The coincidences don't end there. As feelings of fear and uncertainty gripped the Southland, helicopters flew overhead at Dodger Stadium where the Boys in Blue were hosting the Philadelphia Phillies.
On Saturday, the Dodgers once again played host to the Phillies at Chavez Ravine, 25 years to the day that a jury in a Simi Valley courtroom acquitted the police officers caught beating Rodney King on videotape.
Current Dodgers broadcaster Orel Hershiser was the starting pitcher for that game, the reigning NL Cy Young winner didn't last long as he surrendered five runs in five innings.
By that time, news of the riots had already flashed on the in-stadium video boards as the organization warned fans to avoid the 110 Freeway on their way home.

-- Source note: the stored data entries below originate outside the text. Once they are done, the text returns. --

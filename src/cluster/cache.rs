//! Single-flight memoization of cluster queries.

use super::{ClusterQuery, Pod};
use crate::DetectionError;
use std::future::Future;
use std::sync::Arc;
use tokio::sync::OnceCell;
use tokio_util::sync::CancellationToken;
use tracing::debug;

type Slot<T> = OnceCell<Result<Arc<T>, DetectionError>>;

/// Memoized view of the cluster for one detection run.
///
/// Each collection is fetched at most once, on first use. Callers that
/// arrive while the fetch is in flight wait for it and receive the same
/// result; callers after it completes read the stored value without any
/// further query. A failed fetch is stored too, so a run never retries.
///
/// Build one cache per run. It is never refreshed.
pub struct QueryCache {
    client: Arc<dyn ClusterQuery>,
    namespaces: Slot<Vec<String>>,
    pods: Slot<Vec<Pod>>,
}

impl QueryCache {
    /// Empty cache in front of `client`.
    pub fn new(client: Arc<dyn ClusterQuery>) -> Self {
        Self {
            client,
            namespaces: OnceCell::new(),
            pods: OnceCell::new(),
        }
    }

    /// All namespace names.
    pub async fn namespaces(&self, cancel: &CancellationToken) -> Result<Arc<Vec<String>>, DetectionError> {
        load(&self.namespaces, cancel, move || async move {
            debug!("listing namespaces");
            self.client.list_namespaces(cancel).await
        })
        .await
    }

    /// All pods across all namespaces.
    pub async fn pods(&self, cancel: &CancellationToken) -> Result<Arc<Vec<Pod>>, DetectionError> {
        load(&self.pods, cancel, move || async move {
            debug!("listing pods");
            self.client.list_pods(cancel).await
        })
        .await
    }
}

async fn load<T, F, Fut>(
    slot: &Slot<T>,
    cancel: &CancellationToken,
    fetch: F,
) -> Result<Arc<T>, DetectionError>
where
    F: FnOnce() -> Fut,
    Fut: Future<Output = Result<T, DetectionError>>,
{
    if let Some(done) = slot.get() {
        return done.clone();
    }

    // A waiter that is cancelled gives up its own wait; if it was the one
    // running the fetch, the next waiter in line takes the fetch over.
    let init = slot.get_or_init(|| async move { fetch().await.map(Arc::new) });
    tokio::select! {
        biased;
        _ = cancel.cancelled() => Err(DetectionError::Cancelled),
        done = init => done.clone(),
    }
}
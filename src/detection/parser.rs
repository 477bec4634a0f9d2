//! Semantic version extraction from image references.

use regex::Regex;
use semver::Version;
use std::sync::OnceLock;

fn semver_pattern() -> &'static Regex {
    static PATTERN: OnceLock<Regex> = OnceLock::new();
    PATTERN.get_or_init(|| Regex::new(r"(\d+)\.(\d+)\.(\d+)").expect("Invalid regex pattern"))
}

/// Parse a semantic version from the tag of an image reference.
///
/// Only the tag is inspected, so registry hosts and ports never leak into
/// the result:
///
/// - `docker.io/istio/pilot:1.1.7` -> 1.1.7
/// - `gcr.io/knative-releases/serving/controller:v0.5.1` -> 0.5.1
/// - `10.0.0.1:5000/tiller:v2.14.3-rc1` -> 2.14.3
///
/// Digest references and untagged images yield `None`.
pub(crate) fn parse_version(reference: &str) -> Option<Version> {
    let tag = image_tag(reference)?;
    let caps = semver_pattern().captures(tag)?;
    Version::parse(caps.get(0)?.as_str()).ok()
}

fn image_tag(reference: &str) -> Option<&str> {
    if reference.contains('@') {
        return None;
    }
    let name_start = reference.rfind('/').map_or(0, |i| i + 1);
    let last = &reference[name_start..];
    last.rfind(':').map(|i| &last[i + 1..])
}
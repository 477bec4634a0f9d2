//! Cluster state access.
//!
//! This module contains everything that talks to the cluster:
//!
//! - `ClusterQuery`: the two read operations the engine needs
//! - `KubectlClient`: `ClusterQuery` implemented by shelling out to `kubectl`
//! - `QueryCache`: single-flight memoization of both operations for one run

mod cache;
mod kubectl;
mod path_finder;

pub use cache::QueryCache;
pub use kubectl::KubectlClient;

use crate::DetectionError;
use async_trait::async_trait;
use serde::{Deserialize, Serialize};
use tokio_util::sync::CancellationToken;

/// A container of a pod, as declared in the pod spec.
#[derive(Debug, Clone, PartialEq, Eq, Serialize, Deserialize)]
pub struct Container {
    /// Container name, unique within its pod.
    pub name: String,
    /// Image reference the container runs.
    pub image: String,
}

/// A pod and the images its containers run.
#[derive(Debug, Clone, PartialEq, Eq, Serialize, Deserialize)]
pub struct Pod {
    /// Namespace the pod lives in.
    pub namespace: String,
    /// Pod name, usually `<deployment>-<replicaset hash>-<suffix>`.
    pub name: String,
    /// Containers in declaration order.
    pub containers: Vec<Container>,
}

impl Pod {
    /// `namespace/name`, for messages.
    pub fn qualified_name(&self) -> String {
        format!("{}/{}", self.namespace, self.name)
    }
}

/// Read-only view of a live cluster.
///
/// Implementations may take arbitrarily long; callers cache results through
/// [`QueryCache`] rather than calling these directly.
#[async_trait]
pub trait ClusterQuery: Send + Sync {
    /// Names of all namespaces, in the order the cluster reports them.
    async fn list_namespaces(&self, cancel: &CancellationToken) -> Result<Vec<String>, DetectionError>;

    /// All pods across all namespaces.
    async fn list_pods(&self, cancel: &CancellationToken) -> Result<Vec<Pod>, DetectionError>;
}
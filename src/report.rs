//! Rendering of evaluated extension trees.

use crate::{ExtensionNode, ExtensionVersion, InstallStatus};
use serde::Serialize;

/// Indentation added per tree level in text output.
const INDENT: &str = "  ";

/// Render a tree as an indented list, one node per line.
///
/// Leaves show their version or status. Installed groups show only their
/// name, with their children listed beneath them; groups that are not
/// installed show their status and hide their children.
///
/// # Example
///
/// ```rust
/// use kube_ext_discovery::{render_text, ExtensionKind};
///
/// let tree = ExtensionKind::default_tree();
/// assert_eq!(render_text(&tree), "- istio: ???\n- knative: ???\n- helm-tiller: ???\n");
/// ```
pub fn render_text(nodes: &[ExtensionNode]) -> String {
    let mut out = String::new();
    write_nodes(&mut out, "", nodes);
    out
}

fn write_nodes(out: &mut String, indent: &str, nodes: &[ExtensionNode]) {
    for node in nodes {
        let result = node.result();
        let installed_group = !node.is_leaf() && result.is_installed();

        let line = if installed_group {
            format!("{indent}- {}:\n", node.name())
        } else {
            format!("{indent}- {}: {}\n", node.name(), status_text(node))
        };
        out.push_str(&line);

        if installed_group {
            write_nodes(out, &format!("{indent}{INDENT}"), node.children());
        }
    }
}

fn status_text(node: &ExtensionNode) -> String {
    let result = node.result();
    match result.status {
        InstallStatus::Installed => result
            .version
            .as_ref()
            .map(ToString::to_string)
            .unwrap_or_default(),
        InstallStatus::NotFound => "<not installed>".to_string(),
        InstallStatus::Unknown => "???".to_string(),
        InstallStatus::Failed => match &result.error {
            Some(error) => format!("<error>: {error}"),
            None => "<error>".to_string(),
        },
    }
}

/// Machine-readable view of an evaluated tree.
///
/// Unlike the text output, every node is included, whatever the status of
/// its parent.
#[derive(Debug, Clone, PartialEq, Eq, Serialize)]
pub struct Report {
    pub extensions: Vec<ReportEntry>,
}

/// One node of a [`Report`].
#[derive(Debug, Clone, PartialEq, Eq, Serialize)]
pub struct ReportEntry {
    pub name: String,
    pub status: InstallStatus,
    #[serde(skip_serializing_if = "Option::is_none")]
    pub version: Option<ExtensionVersion>,
    /// Semantic version parsed from the version's image tag, if it has one.
    #[serde(skip_serializing_if = "Option::is_none")]
    pub semver: Option<String>,
    #[serde(skip_serializing_if = "Option::is_none")]
    pub error: Option<String>,
    pub children: Vec<ReportEntry>,
}

impl Report {
    /// Snapshot the results of an evaluated tree.
    pub fn from_tree(nodes: &[ExtensionNode]) -> Self {
        Self {
            extensions: nodes.iter().map(ReportEntry::from_node).collect(),
        }
    }

    /// Pretty-printed JSON.
    pub fn to_json(&self) -> Result<String, serde_json::Error> {
        serde_json::to_string_pretty(self)
    }
}

impl ReportEntry {
    fn from_node(node: &ExtensionNode) -> Self {
        let result = node.result();
        Self {
            name: node.name().to_string(),
            status: result.status,
            version: result.version.clone(),
            semver: result
                .version
                .as_ref()
                .and_then(ExtensionVersion::semver)
                .map(|v| v.to_string()),
            error: result.error.as_ref().map(ToString::to_string),
            children: node.children().iter().map(Self::from_node).collect(),
        }
    }
}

By the time Hershiser had left the game, the glow from the fires going on down the street in South Central could be seen from the top deck, and once the wave of smoke hit the stadium, fans started to quickly head for the exits.
"By the time the game was in the seventh, eighth inning, there was hardly anybody in the stands at all," current Kansas City Royals hitting coach, Dale Sveum told the L.A. Times. "Then, of course, when the game got over, all hell was breaking loose all over the city."
Sveum was an infielder for the Phillies at the time and remembers Lenny Dykstra hitting two doubles during that game, and current Phillies broadcaster John Kruk scoring two runs off Hershiser.
"It was a bad game and a bad night for LA," Hershiser recalled. "I have nothing else to say."
The riots predated WiFi and smartphones, so news travelled a lot slower back then. The players in the clubhouses had no idea of the chaos occurring around them, but when the team bus had to drive on to the field to pick them up outside the dugouts, everyone, including Dodger stars Darryl Strawberry and Eric Davis, both LA natives, knew something was terribly wrong.
The Dodgers would cancel the next three games and the series picked back up on May 5th in Philadelphia. The Dodgers lost the game on April 29, 7-3, and would go on to lose the series, 2-1, after it reconvened in the City of Brotherly Love.
They went on to lose 99 games that year, one of the worst marks in franchise history. The Clippers of course would drop the decisive game in Salt Lake City and be eliminated from the playoffs.